The central bank recently highlighted the risk of a mortgage interest relief scheme inadvertently prompting lenders to boost their rates. It noted that in such a situation, the supposed relief could actually bolster lender profitability, without necessarily offering the intended aid to borrowers.
In response to an inquiry regarding a potential scheme limited to those with mortgage interest rates over 6 per cent, the bank stated that while the beneficiaries may initially be somewhat minimal, their numbers could increase if interest rates kept climbing.

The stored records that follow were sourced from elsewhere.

pub type Result<T, E = Error> = std::result::Result<T, E>;

#[derive(Debug, thiserror::Error)]
pub enum Error {
	#[error("Message channel is unavailable: {message}")]
	ChannelUnavailable { message: String },
	#[error("Message channel is closed.")]
	Closed,
	#[error("Malformed payload: {message}")]
	MalformedPayload { message: String },
	#[error(transparent)]
	Storage(#[from] quill_storage::Error),
}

The financial regulator noted the possibility of this relief discouraging mortgage holders from switching to lower rates, for example, 5.5 or 5.75 per cent, for fear of losing government support.
“There is no focus of the scheme on those facing the biggest affordability struggles. The connection between income and mortgage interest rates is minimal or non-existent”, stated the regulation authority.
The central bank suggested that the social welfare system with means-testing and pinpointing those severely impacted, could be a fairer approach to assist households under financial duress.